**Collected data entries:**
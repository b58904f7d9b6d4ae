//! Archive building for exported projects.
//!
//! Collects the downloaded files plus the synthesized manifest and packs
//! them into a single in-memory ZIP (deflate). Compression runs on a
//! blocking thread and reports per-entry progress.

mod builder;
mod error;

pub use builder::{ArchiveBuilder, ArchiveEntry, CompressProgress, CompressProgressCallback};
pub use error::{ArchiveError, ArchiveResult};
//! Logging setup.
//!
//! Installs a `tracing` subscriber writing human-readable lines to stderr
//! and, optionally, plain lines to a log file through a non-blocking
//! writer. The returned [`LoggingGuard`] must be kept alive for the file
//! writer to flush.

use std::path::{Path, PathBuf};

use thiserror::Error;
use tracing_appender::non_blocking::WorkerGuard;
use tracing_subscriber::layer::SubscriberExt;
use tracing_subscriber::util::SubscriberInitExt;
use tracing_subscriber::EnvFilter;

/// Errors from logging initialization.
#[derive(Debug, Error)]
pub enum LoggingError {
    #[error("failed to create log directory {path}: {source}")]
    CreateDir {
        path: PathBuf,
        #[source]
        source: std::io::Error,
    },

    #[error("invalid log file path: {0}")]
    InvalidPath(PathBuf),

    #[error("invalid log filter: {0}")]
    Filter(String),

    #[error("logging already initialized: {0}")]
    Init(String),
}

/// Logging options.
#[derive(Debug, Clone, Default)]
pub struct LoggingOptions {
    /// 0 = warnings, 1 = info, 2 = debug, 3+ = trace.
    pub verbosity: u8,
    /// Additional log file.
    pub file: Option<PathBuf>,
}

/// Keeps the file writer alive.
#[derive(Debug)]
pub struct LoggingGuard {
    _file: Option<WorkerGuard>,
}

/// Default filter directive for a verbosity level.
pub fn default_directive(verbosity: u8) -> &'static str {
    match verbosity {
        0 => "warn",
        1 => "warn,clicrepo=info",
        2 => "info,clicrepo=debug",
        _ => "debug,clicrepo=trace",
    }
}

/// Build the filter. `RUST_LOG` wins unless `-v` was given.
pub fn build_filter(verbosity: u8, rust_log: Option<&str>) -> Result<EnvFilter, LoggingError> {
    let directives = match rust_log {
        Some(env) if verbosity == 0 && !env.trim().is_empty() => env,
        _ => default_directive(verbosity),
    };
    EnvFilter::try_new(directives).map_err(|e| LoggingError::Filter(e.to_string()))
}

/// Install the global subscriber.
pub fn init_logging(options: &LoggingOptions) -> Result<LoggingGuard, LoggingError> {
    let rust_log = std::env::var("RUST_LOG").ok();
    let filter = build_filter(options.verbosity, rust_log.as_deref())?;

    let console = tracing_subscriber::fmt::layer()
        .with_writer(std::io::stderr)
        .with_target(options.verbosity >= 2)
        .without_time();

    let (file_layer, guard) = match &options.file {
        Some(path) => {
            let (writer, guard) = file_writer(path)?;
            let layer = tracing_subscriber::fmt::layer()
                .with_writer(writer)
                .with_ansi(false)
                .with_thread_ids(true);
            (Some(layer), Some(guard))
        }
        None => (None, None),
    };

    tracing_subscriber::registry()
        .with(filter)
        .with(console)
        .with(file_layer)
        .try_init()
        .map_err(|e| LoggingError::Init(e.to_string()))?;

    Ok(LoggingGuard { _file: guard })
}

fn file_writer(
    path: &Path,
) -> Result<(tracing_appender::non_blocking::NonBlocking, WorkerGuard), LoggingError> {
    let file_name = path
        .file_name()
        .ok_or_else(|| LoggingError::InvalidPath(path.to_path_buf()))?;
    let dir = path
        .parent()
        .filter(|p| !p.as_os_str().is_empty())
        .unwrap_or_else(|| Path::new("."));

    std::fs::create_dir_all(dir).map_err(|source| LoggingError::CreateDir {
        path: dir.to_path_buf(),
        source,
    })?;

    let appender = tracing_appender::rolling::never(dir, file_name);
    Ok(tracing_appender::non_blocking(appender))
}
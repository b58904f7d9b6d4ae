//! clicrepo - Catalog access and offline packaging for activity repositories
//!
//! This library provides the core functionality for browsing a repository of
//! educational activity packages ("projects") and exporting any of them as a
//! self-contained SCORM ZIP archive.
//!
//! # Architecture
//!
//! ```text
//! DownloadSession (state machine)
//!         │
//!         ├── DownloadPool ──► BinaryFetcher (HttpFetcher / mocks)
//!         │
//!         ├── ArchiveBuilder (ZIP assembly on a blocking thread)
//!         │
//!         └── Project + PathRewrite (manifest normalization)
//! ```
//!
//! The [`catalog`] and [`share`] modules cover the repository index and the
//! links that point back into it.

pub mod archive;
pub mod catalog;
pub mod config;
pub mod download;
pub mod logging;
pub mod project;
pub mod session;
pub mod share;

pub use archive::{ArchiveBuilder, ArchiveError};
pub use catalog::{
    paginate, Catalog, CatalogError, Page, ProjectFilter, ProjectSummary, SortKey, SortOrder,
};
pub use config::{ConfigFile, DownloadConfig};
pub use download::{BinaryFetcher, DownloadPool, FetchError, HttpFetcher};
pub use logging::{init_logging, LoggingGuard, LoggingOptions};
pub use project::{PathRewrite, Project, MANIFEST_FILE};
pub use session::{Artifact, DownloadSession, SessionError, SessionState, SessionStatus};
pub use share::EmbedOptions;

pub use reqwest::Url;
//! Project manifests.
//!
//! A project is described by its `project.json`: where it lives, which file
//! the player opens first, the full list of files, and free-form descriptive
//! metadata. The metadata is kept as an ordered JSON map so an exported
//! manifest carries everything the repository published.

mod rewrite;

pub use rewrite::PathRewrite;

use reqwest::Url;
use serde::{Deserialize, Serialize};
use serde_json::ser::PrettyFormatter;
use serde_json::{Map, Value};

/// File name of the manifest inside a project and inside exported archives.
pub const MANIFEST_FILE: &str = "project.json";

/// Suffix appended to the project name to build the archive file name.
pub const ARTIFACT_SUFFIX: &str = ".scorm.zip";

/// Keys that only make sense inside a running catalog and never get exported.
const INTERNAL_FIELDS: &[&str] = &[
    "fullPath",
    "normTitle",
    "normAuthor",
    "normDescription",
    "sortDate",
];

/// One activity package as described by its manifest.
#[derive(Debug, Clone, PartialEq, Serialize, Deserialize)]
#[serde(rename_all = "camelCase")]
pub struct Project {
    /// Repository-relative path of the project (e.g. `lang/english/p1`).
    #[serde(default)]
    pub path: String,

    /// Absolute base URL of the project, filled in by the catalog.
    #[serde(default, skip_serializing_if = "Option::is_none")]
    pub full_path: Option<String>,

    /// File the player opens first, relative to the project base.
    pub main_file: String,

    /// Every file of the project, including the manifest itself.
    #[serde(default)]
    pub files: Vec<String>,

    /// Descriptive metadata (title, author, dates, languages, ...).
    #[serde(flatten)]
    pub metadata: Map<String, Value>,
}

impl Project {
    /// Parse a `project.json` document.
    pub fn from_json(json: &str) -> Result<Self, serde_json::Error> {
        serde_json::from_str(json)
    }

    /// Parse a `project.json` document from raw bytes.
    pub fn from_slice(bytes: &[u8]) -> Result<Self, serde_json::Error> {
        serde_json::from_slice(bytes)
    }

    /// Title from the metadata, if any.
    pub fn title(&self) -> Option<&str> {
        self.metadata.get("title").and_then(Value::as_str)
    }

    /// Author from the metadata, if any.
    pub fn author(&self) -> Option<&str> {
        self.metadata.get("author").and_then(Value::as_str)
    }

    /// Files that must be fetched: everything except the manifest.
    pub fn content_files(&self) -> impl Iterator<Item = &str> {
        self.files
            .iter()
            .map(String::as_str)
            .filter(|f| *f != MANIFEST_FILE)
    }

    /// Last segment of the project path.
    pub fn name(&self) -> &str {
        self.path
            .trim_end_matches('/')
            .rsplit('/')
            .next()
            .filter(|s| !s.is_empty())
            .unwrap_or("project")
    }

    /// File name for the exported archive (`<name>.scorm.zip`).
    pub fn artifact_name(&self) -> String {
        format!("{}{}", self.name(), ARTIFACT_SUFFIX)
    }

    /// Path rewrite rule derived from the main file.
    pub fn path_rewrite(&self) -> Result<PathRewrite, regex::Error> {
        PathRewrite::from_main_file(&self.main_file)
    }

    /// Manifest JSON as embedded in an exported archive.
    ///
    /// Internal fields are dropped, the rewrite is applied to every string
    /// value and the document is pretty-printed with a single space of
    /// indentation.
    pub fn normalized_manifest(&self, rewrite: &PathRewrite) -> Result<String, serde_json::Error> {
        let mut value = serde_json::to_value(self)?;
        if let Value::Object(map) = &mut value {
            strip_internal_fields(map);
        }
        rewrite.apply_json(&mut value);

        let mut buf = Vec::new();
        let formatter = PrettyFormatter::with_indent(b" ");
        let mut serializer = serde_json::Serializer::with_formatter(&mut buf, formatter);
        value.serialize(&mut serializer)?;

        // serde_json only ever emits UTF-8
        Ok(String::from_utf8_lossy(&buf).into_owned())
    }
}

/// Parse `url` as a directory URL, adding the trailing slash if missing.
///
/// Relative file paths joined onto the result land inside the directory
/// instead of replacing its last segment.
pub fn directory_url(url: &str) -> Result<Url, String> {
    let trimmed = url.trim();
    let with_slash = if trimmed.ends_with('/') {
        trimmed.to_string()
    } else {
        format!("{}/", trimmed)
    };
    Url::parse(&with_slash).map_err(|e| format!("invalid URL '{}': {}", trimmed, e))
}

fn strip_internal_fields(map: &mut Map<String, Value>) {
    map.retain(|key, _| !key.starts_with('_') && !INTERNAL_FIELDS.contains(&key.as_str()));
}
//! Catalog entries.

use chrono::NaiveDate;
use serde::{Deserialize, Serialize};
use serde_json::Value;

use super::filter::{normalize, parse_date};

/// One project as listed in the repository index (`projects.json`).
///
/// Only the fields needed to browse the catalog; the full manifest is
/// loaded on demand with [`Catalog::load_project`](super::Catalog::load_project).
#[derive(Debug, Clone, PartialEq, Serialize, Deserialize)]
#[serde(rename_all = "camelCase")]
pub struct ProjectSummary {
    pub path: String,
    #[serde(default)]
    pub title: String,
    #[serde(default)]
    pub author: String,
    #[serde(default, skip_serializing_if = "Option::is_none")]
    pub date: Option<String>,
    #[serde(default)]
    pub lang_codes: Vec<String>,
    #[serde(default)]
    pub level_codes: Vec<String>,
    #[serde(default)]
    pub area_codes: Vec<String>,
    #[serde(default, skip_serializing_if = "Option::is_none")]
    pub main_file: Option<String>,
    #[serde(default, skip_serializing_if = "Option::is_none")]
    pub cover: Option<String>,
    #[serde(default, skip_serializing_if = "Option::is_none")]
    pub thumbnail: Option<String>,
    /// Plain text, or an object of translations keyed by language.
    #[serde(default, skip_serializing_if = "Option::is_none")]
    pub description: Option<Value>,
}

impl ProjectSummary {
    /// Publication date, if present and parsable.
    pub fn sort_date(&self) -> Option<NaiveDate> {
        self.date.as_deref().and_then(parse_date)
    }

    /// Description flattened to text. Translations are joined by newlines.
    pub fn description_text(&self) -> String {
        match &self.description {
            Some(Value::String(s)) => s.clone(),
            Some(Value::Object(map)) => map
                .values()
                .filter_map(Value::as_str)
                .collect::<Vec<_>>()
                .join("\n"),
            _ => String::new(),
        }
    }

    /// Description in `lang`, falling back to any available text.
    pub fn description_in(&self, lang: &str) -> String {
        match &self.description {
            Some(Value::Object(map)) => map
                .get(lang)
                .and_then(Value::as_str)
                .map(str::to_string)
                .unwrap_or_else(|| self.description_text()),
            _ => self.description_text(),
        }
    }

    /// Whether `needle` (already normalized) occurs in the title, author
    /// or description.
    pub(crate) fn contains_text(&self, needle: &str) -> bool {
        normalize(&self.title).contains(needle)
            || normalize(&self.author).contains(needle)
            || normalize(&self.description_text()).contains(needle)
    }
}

**Work instruction:** Find, please, how many lines in the data include the word "opens", and put down that number only.

**Reply:** 2